Playing with fire: an MNC’s inability to translate its market logic in a culturally complex exchange setting in rural India

Abstract:

This dissertation describes the manner by which a multinational corporation (MNC) enacts a market-based logic with a locally embedded partner in a complex and unfamiliar operating setting to fulfil both business and social objectives. It examines a hybrid partnership between BP, an MNC, and SSP, a rural Indian non-governmental organisation (NGO). Together, the organisations trained rural women, who were affiliated with SSP, as agents to distribute and sell BP’s ‘smokeless’ cookstoves and fuel pellets to households who cook on smoky firewood stoves. The research draws on two theories—neo-institutional organizational theory and real markets theory—to examine the process by which logics are aligned across partners and projected and translated into the rural Indian exchange setting.

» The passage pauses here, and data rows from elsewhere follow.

//! Selective Repeat receive-side state machine.
//!
//! [`SrReceiver`] delivers reliable payloads in sequence order, buffering
//! anything that arrives ahead of a gap. Every frame inside or behind the
//! window is acknowledged; frames beyond the window are dropped unacknowledged
//! so the sender retransmits them once the window has moved.
//!
//! A gap that stays open for longer than the skip timeout is abandoned: the
//! receiver jumps to the next buffered frame and releases the run behind it.

use std::time::{Duration, Instant};

use tracing::{debug, warn};

use super::window::SlotRing;
use crate::core::{DEFAULT_SKIP_TIMEOUT, DEFAULT_WINDOW_CAPACITY, SeqNum};
use crate::delivery::Delivered;
use crate::frame::{AckFrame, Channel, DataFrame};
use crate::timing::{latency_ms, wire_timestamp};

/// Receive-side tuning.
#[derive(Debug, Clone, Copy, PartialEq, Eq)]
pub struct ReceiverConfig {
    /// Width of the receive window.
    pub capacity: u16,
    /// How long a missing sequence number may stall delivery.
    pub skip_timeout: Duration,
}

impl Default for ReceiverConfig {
    fn default() -> Self {
        Self {
            capacity: DEFAULT_WINDOW_CAPACITY,
            skip_timeout: DEFAULT_SKIP_TIMEOUT,
        }
    }
}

/// How an inbound reliable frame was classified.
#[derive(Debug, Clone, Copy, PartialEq, Eq)]
pub enum Disposition {
    /// It was the expected frame and got delivered.
    InOrder,
    /// It filled a slot ahead of a gap.
    Buffered,
    /// Already delivered, already buffered, or skipped.
    Duplicate,
    /// Beyond the window; dropped without an ACK.
    TooFarAhead,
}

/// Result of [`SrReceiver::on_frame`].
#[derive(Debug, Clone, PartialEq, Eq)]
pub struct ReceiveOutcome {
    /// ACK to send back to the frame's source.
    pub ack: Option<AckFrame>,
    /// Payloads released in sequence order.
    pub delivered: Vec<Delivered>,
    /// Classification of the frame.
    pub disposition: Disposition,
}

/// Result of [`SrReceiver::poll_skip`].
#[derive(Debug, Clone, Default, PartialEq, Eq)]
pub struct SkipOutcome {
    /// Sequence numbers given up on.
    pub skipped: Vec<SeqNum>,
    /// Payloads released after the gap.
    pub delivered: Vec<Delivered>,
}

impl SkipOutcome {
    /// Whether the skip timer fired.
    pub fn is_empty(&self) -> bool {
        self.skipped.is_empty()
    }
}

/// Selective Repeat receiver.
#[derive(Debug)]
pub struct SrReceiver {
    config: ReceiverConfig,
    /// Next sequence number to hand to the application.
    expected: SeqNum,
    buffer: SlotRing<Delivered>,
    /// When `expected` started waiting on a gap.
    stalled_since: Option<Instant>,
}

impl SrReceiver {
    /// Create a receiver expecting sequence number zero.
    pub fn new(config: ReceiverConfig) -> Self {
        Self::with_start(config, SeqNum::ZERO)
    }

    /// Create a receiver expecting `start` first.
    pub fn with_start(config: ReceiverConfig, start: SeqNum) -> Self {
        Self {
            buffer: SlotRing::new(config.capacity),
            config,
            expected: start,
            stalled_since: None,
        }
    }

    /// Receiver configuration.
    pub fn config(&self) -> &ReceiverConfig {
        &self.config
    }

    /// Next in-order sequence number.
    pub fn expected(&self) -> SeqNum {
        self.expected
    }

    /// Number of out-of-order frames held.
    pub fn buffered(&self) -> usize {
        self.buffer.len()
    }

    /// Deadline at which the current gap will be skipped.
    pub fn next_deadline(&self) -> Option<Instant> {
        self.stalled_since
            .map(|since| since + self.config.skip_timeout)
    }

    /// Process an inbound reliable data frame.
    pub fn on_frame(&mut self, frame: DataFrame, now: Instant) -> ReceiveOutcome {
        let seq = frame.seq;
        let ack = AckFrame::new(seq, frame.timestamp);
        let offset = seq.distance_from(self.expected);

        if offset == 0 {
            let mut delivered = vec![to_delivered(frame)];
            self.expected = self.expected.next();
            self.drain(&mut delivered);
            self.reset_stall(now);
            debug!(%seq, expected = %self.expected, released = delivered.len(), "in-order delivery");
            return ReceiveOutcome {
                ack: Some(ack),
                delivered,
                disposition: Disposition::InOrder,
            };
        }

        if offset < self.config.capacity {
            let disposition = if self.buffer.contains(seq) {
                debug!(%seq, "duplicate of buffered frame");
                Disposition::Duplicate
            } else {
                self.buffer.insert(seq, to_delivered(frame));
                if self.stalled_since.is_none() {
                    self.stalled_since = Some(now);
                }
                debug!(%seq, expected = %self.expected, buffered = self.buffer.len(), "buffered out of order");
                Disposition::Buffered
            };
            return ReceiveOutcome {
                ack: Some(ack),
                delivered: Vec::new(),
                disposition,
            };
        }

        if seq.precedes(self.expected) {
            debug!(%seq, expected = %self.expected, "duplicate of delivered frame, re-acking");
            return ReceiveOutcome {
                ack: Some(ack),
                delivered: Vec::new(),
                disposition: Disposition::Duplicate,
            };
        }

        warn!(%seq, expected = %self.expected, capacity = self.config.capacity, "frame beyond receive window dropped");
        ReceiveOutcome {
            ack: None,
            delivered: Vec::new(),
            disposition: Disposition::TooFarAhead,
        }
    }

    /// Skip the gap at `expected` if it has been open for the skip timeout.
    pub fn poll_skip(&mut self, now: Instant) -> SkipOutcome {
        let due = self.next_deadline().is_some_and(|deadline| deadline <= now);
        if !due || self.buffer.is_empty() {
            return SkipOutcome::default();
        }

        let Some(resume) = (1..self.config.capacity)
            .map(|offset| self.expected.add(offset))
            .find(|seq| self.buffer.contains(*seq))
        else {
            self.stalled_since = None;
            return SkipOutcome::default();
        };

        let skipped: Vec<SeqNum> = (0..resume.distance_from(self.expected))
            .map(|offset| self.expected.add(offset))
            .collect();
        warn!(
            from = %self.expected,
            to = %resume,
            gap = skipped.len(),
            "skip timeout expired, abandoning gap"
        );

        self.expected = resume;
        let mut delivered = Vec::new();
        self.drain(&mut delivered);
        self.reset_stall(now);

        SkipOutcome { skipped, delivered }
    }

    /// Release every contiguous buffered frame starting at `expected`.
    fn drain(&mut self, out: &mut Vec<Delivered>) {
        while let Some(next) = self.buffer.remove(self.expected) {
            out.push(next);
            self.expected = self.expected.next();
        }
    }

    /// Restart the stall clock after `expected` moved.
    fn reset_stall(&mut self, now: Instant) {
        self.stalled_since = if self.buffer.is_empty() {
            None
        } else {
            Some(now)
        };
    }

    /// Drop buffered frames and cancel the skip timer.
    ///
    /// Returns how many buffered frames were discarded.
    pub fn close(&mut self) -> usize {
        let dropped = self.buffer.len();
        self.buffer.clear();
        self.stalled_since = None;
        dropped
    }
}

impl Default for SrReceiver {
    fn default() -> Self {
        Self::new(ReceiverConfig::default())
    }
}

fn to_delivered(frame: DataFrame) -> Delivered {
    Delivered {
        channel: Channel::Reliable,
        seq: frame.seq,
        latency_ms: latency_ms(frame.timestamp, wire_timestamp()),
        timestamp: frame.timestamp,
        payload: frame.payload,
    }
}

It constructs a four-actor model (MNC, NGO, agent, customer) to explore the exchange relationships between the actors at the meso- and micro-levels. At the meso-level, it explains how the MNC and NGO’s non-aligned logics, asymmetric power dynamics, and lack of mutual trust contribute to the venture’s failure. In addition, the NGO was so determined to succeed as a professional, market-driven, channel partner that it shed part of its identity as a civil advocacy organisation and adopted mainstream commercial practices that were not sensitive to the needs of its local stakeholders. At the micro-level, the partners did not come to a common understanding with the agents regarding the cultural challenges they faced marketing the stove. Moreover, the marketing strategy glossed over the multi-layered social relationships and culinary, behavioural, and religious practices that needed to be translated for the technology to meet the needs of consumers. Using gritty ethnographic data, the dissertation highlights a challenge that large, foreign companies face when entering ‘Base of the Pyramid’ markets, namely the inconsistency between the MNC’s market logic and the wider associational logics that motivate village agents and customers.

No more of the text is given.